Additional spare parts • Spare part 1: life time 2/3 of new; ½ price of new • Spare part 2: life time 1/3 of new; price 1/8 of new • We study case IV of the simulations – mixed parts • 4 possible bars per part - # parts replaced in the model without extra spare parts; # new parts in the new model; # extra spare parts of the two types in the new model
Notes • The optimization model uses 2/3-life parts 6, 8, 9, and 10 more, and 1/3-life parts 2, 3, 8, and 9 less, lowering the cost by 6% • We utilize old spare parts to some degree in all cases where they are available
Main conclusions from experiments • The optimization model always gives the best solutions • It is especially good when the stochasticity is ”weak”, but quite a lot better even when stochasticity is present to a large degree • The age replacement policy copes much less well with stochasticity • The benefit of using opportunistic maintenance increases with the fixed costs.
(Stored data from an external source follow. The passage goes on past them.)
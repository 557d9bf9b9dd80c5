//! Meadow Melee - Entry Point
//!
//! Controls:
//! - WASD: Move
//! - Mouse: Turn
//! - Left click: Attack

use bevy::prelude::*;

fn main() {
    App::new()
        // Bevy default plugins
        .add_plugins(DefaultPlugins.set(WindowPlugin {
            primary_window: Some(Window {
                title: "Meadow Melee".to_string(),
                resolution: (1280.0, 720.0).into(),
                // Browser builds fill the page and follow its size
                fit_canvas_to_parent: true,
                prevent_default_event_handling: true,
                ..default()
            }),
            ..default()
        }))

        // Our game plugin
        .add_plugins(meadow_melee::MeadowPlugin)

        .run();
}
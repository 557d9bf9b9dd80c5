//! Input module - forwards keyboard and cursor events into the session.

mod plugin;

pub use plugin::InputCollectorPlugin;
In reality the fixed cost is in fact much higher than in the example, especially in the civil case – availability is then much more valuable
Pros and cons – existing method • + Reduces # maintenence occasions compared with no opportunistic maintenance • + Simple • – Total cost very high for high fixed costs • – Not automatic, quality depending on manaul work • – Difficult to extend to, e.g., extra spare parts or work costs
Pros and cons – age replacement policy • + Reduces # maintenance occasions compared with no opportunistic maintenance and to the existing method • + Easy to implement • – Heuristic; can yield very costly schedules • – Diffucult to predict when it is bad • – Difficult to extend to, e.g., extra spare parts
Pros and cons, optimization model • + Always the best schedule, not just compared with the other methods but with any other method • + Reduces # maintenance occasions compared to all the other methods • + Flexible; easy to extend to more complex problems • – Demands more advanced mathematical methods and computer facilities • +/– Is as strong as the availability of good estimates of the ”failure distribution”
Future research • Current model works with a single module • The whole engine is more complex – modules can be separated in different ways work costs complex to evaluate • Work with the polyhedral structure of the model to learn about the properties and potential of different algorithms • Joint work with a new research associate
Project assignment, I • Solve the deterministic optimization problem for the case of only new spare parts (requires file modifications) as well as for the case of existing old spare parts (existing file) • Analyze the solutions: how does the total cost/number of maintenance occasions vary with the problem parameters? How sensitive is the optimal solution? Are there alternative optimal solutions for the basic case? • Analyze also the differences between the solutions to the two problems
Project assignment, II • Consider the following natural modification: The client wishes that at termination of the contract the module has a given property, such as a minimum remaining life time. Provide at least two natural such requirements, besides the life time one, and analyze how the optimal solution differs to the basic case • Is the case with extra spare parts such that the integrality property is fulfilled?